====== Dataset entries ======
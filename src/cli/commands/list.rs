//! List command implementation.
//!
//! The `conductor list` command lists tasks and their dependencies.

use crate::cli::args::ListArgs;
use crate::error::Result;
use crate::ui::theme::ConductorTheme;
use crate::ui::UserInterface;

use super::dispatcher::{Command, CommandResult, PipelineLocation, CONFIG_ERROR_EXIT_CODE};

/// The list command implementation.
pub struct ListCommand {
    location: PipelineLocation,
    args: ListArgs,
}

impl ListCommand {
    /// Create a new list command.
    pub fn new(location: PipelineLocation, args: ListArgs) -> Self {
        Self { location, args }
    }

    /// Get the command arguments.
    pub fn args(&self) -> &ListArgs {
        &self.args
    }
}

impl Command for ListCommand {
    fn execute(&self, ui: &mut dyn UserInterface) -> Result<CommandResult> {
        let Some(config) = self.location.load(ui)? else {
            return Ok(CommandResult::failure(CONFIG_ERROR_EXIT_CODE));
        };

        let theme = ConductorTheme::new();

        ui.message(&format!("  {}", theme.highlight.apply_to("Tasks:")));
        for (name, task) in &config.tasks {
            if !task.enabled && !self.args.all {
                continue;
            }

            let command = task.command.as_deref().unwrap_or("");
            let disabled = if task.enabled {
                String::new()
            } else {
                format!(" {}", theme.warning.apply_to("(disabled)"))
            };
            ui.message(&format!(
                "    {}{} {} {}",
                theme.highlight.apply_to(name),
                disabled,
                theme.dim.apply_to("-"),
                command
            ));

            if let Some(ref desc) = task.description {
                ui.message(&format!("      {}", theme.dim.apply_to(desc)));
            }

            if !task.depends_on.is_empty() {
                ui.message(&format!(
                    "      {} {}",
                    theme.dim.apply_to("└── depends on:"),
                    theme.dim.apply_to(task.depends_on.join(", "))
                ));
            }
        }

        Ok(CommandResult::success())
    }
}

#[cfg(test)]
mod tests {
    use super::*;
    use crate::ui::MockUI;
    use std::fs;
    use tempfile::TempDir;

    const PIPELINE: &str = r#"
tasks:
  clean:
    command: rm -rf build
    description: Remove build output
  analyze:
    command: ./analyze.sh
    depends_on: [clean]
  docs:
    command: make docs
    enabled: false
"#;

    fn list(args: ListArgs) -> (CommandResult, MockUI) {
        let temp = TempDir::new().unwrap();
        fs::write(temp.path().join("conductor.yml"), PIPELINE).unwrap();
        let mut ui = MockUI::new();
        let result = ListCommand::new(PipelineLocation::new(temp.path(), None), args)
            .execute(&mut ui)
            .unwrap();
        (result, ui)
    }

    #[test]
    fn lists_enabled_tasks_with_details() {
        let (result, ui) = list(ListArgs::default());

        assert!(result.success);
        assert!(ui.has_message("rm -rf build"));
        assert!(ui.has_message("Remove build output"));
        assert!(ui.has_message("depends on:"));
        assert!(!ui.has_message("make docs"));
    }

    #[test]
    fn all_includes_disabled_tasks() {
        let (result, ui) = list(ListArgs { all: true });

        assert!(result.success);
        assert!(ui.has_message("make docs"));
        assert!(ui.has_message("(disabled)"));
    }

    #[test]
    fn missing_pipeline_is_config_error() {
        let temp = TempDir::new().unwrap();
        let mut ui = MockUI::new();
        let result = ListCommand::new(
            PipelineLocation::new(temp.path(), None),
            ListArgs::default(),
        )
        .execute(&mut ui)
        .unwrap();
        assert_eq!(result.exit_code, CONFIG_ERROR_EXIT_CODE);
    }
}
//! Command-line interface.
//!
//! - [`args`] - Argument definitions using clap derive macros
//! - [`commands`] - Command implementations

pub mod args;
pub mod commands;

pub use args::{CheckArgs, Cli, Commands, ListArgs, RunArgs};
pub use commands::{Command, CommandDispatcher, CommandResult};
//! Conductor CLI entry point.

use std::process::ExitCode;

use clap::Parser;
use conductor::cli::{Cli, CommandDispatcher};
use conductor::ui::{create_ui, OutputMode};
use tracing_subscriber::{fmt, prelude::*, EnvFilter};

/// Initialize the tracing subscriber for logging.
///
/// Log level is controlled by:
/// 1. `--debug` flag sets level to DEBUG
/// 2. `RUST_LOG` environment variable (if set)
/// 3. Default is INFO
fn init_tracing(debug: bool) {
    let filter = if debug {
        EnvFilter::new("conductor=debug")
    } else {
        EnvFilter::try_from_default_env().unwrap_or_else(|_| EnvFilter::new("conductor=info"))
    };

    tracing_subscriber::registry()
        .with(fmt::layer().with_target(false).with_writer(std::io::stderr))
        .with(filter)
        .init();
}

fn main() -> ExitCode {
    let cli = Cli::parse();
    init_tracing(cli.debug);

    tracing::debug!("Conductor starting with args: {:?}", cli);

    let output_mode = if cli.quiet {
        OutputMode::Quiet
    } else {
        OutputMode::Normal
    };

    let project_root = cli
        .project
        .as_ref()
        .cloned()
        .unwrap_or_else(|| std::env::current_dir().unwrap_or_default());

    let mut ui = create_ui(output_mode);
    let dispatcher = CommandDispatcher::new(project_root, cli.config.clone());

    match dispatcher.dispatch(&cli, ui.as_mut()) {
        Ok(result) => ExitCode::from(u8::try_from(result.exit_code).unwrap_or(1)),
        Err(e) => {
            ui.error(&format!("Error: {}", e));
            ExitCode::from(1)
        }
    }
}
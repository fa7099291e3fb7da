//! Task contract, outcomes, and the command-backed task.
//!
//! - [`Task`] - A named unit of work with prerequisites
//! - [`ExecutionResult`] - The outcome of one task run
//! - [`TaskLog`] - Write-only log sink handed to each task run
//! - [`CommandTask`] - A task that shells out to an external tool
//!
//! # Example
//!
//! ```
//! use conductor::tasks::{ExecutionResult, Severity, Task, TaskLog};
//!
//! struct CheckProfile {
//!     deps: Vec<String>,
//! }
//!
//! impl Task for CheckProfile {
//!     fn name(&self) -> &str {
//!         "CheckProfile"
//!     }
//!
//!     fn depends_on(&self) -> &[String] {
//!         &self.deps
//!     }
//!
//!     fn execute(&self, log: &mut TaskLog) -> conductor::Result<ExecutionResult> {
//!         let mut result = ExecutionResult::new();
//!         log.line("profile looks fine")?;
//!         result.warning_if_fail(false, "profile uses deprecated keys");
//!         Ok(result)
//!     }
//! }
//!
//! let task = CheckProfile { deps: vec![] };
//! let result = task.execute(&mut TaskLog::discard()).unwrap();
//! assert_eq!(result.severity(), Severity::Warning);
//! ```

pub mod command;
pub mod result;
pub mod task;

pub use command::CommandTask;
pub use result::{ExecutionResult, Severity};
pub use task::{Task, TaskLog};
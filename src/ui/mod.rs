//! Terminal output for the CLI.
//!
//! This module provides:
//! - [`UserInterface`] trait for output abstraction
//! - [`TerminalUI`] for styled terminal output
//! - [`MockUI`] for capturing output in tests
//!
//! # Example
//!
//! ```
//! use conductor::ui::{MockUI, UserInterface};
//!
//! let mut ui = MockUI::new();
//! ui.show_header("Analyzing project");
//! ui.success("Run complete");
//! assert!(ui.has_success("Run complete"));
//! ```

pub mod mock;
pub mod terminal;
pub mod theme;

pub use mock::MockUI;
pub use terminal::{create_ui, TerminalUI};
pub use theme::{should_use_colors, ConductorTheme};

use std::time::Duration;

/// Output verbosity mode.
#[derive(Debug, Clone, Copy, PartialEq, Eq, Default)]
pub enum OutputMode {
    /// Show everything.
    #[default]
    Normal,
    /// Show nothing except errors.
    Quiet,
}

impl OutputMode {
    /// Check if this mode shows status messages.
    pub fn shows_status(&self) -> bool {
        !matches!(self, Self::Quiet)
    }
}

/// Trait for user-facing output.
///
/// This trait allows mocking the UI in tests.
pub trait UserInterface {
    /// Get the current output mode.
    fn output_mode(&self) -> OutputMode;

    /// Display a message to the user.
    fn message(&mut self, msg: &str);

    /// Display a success message.
    fn success(&mut self, msg: &str);

    /// Display a warning message.
    fn warning(&mut self, msg: &str);

    /// Display an error message. Shown in every mode.
    fn error(&mut self, msg: &str);

    /// Show a header/banner.
    fn show_header(&mut self, title: &str);
}

/// Format a duration for log lines and summaries.
pub fn format_duration(d: Duration) -> String {
    let secs = d.as_secs_f64();
    if secs < 1.0 {
        format!("{}ms", d.as_millis())
    } else if secs < 60.0 {
        format!("{:.1}s", secs)
    } else {
        let mins = secs / 60.0;
        format!("{:.1}m", mins)
    }
}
======
In the entries above, identify every line with the string "secs".

    let secs = d.as_secs_f64();
    if secs < 1.0 {
    } else if secs < 60.0 {
        format!("{:.1}s", secs)
        let mins = secs / 60.0;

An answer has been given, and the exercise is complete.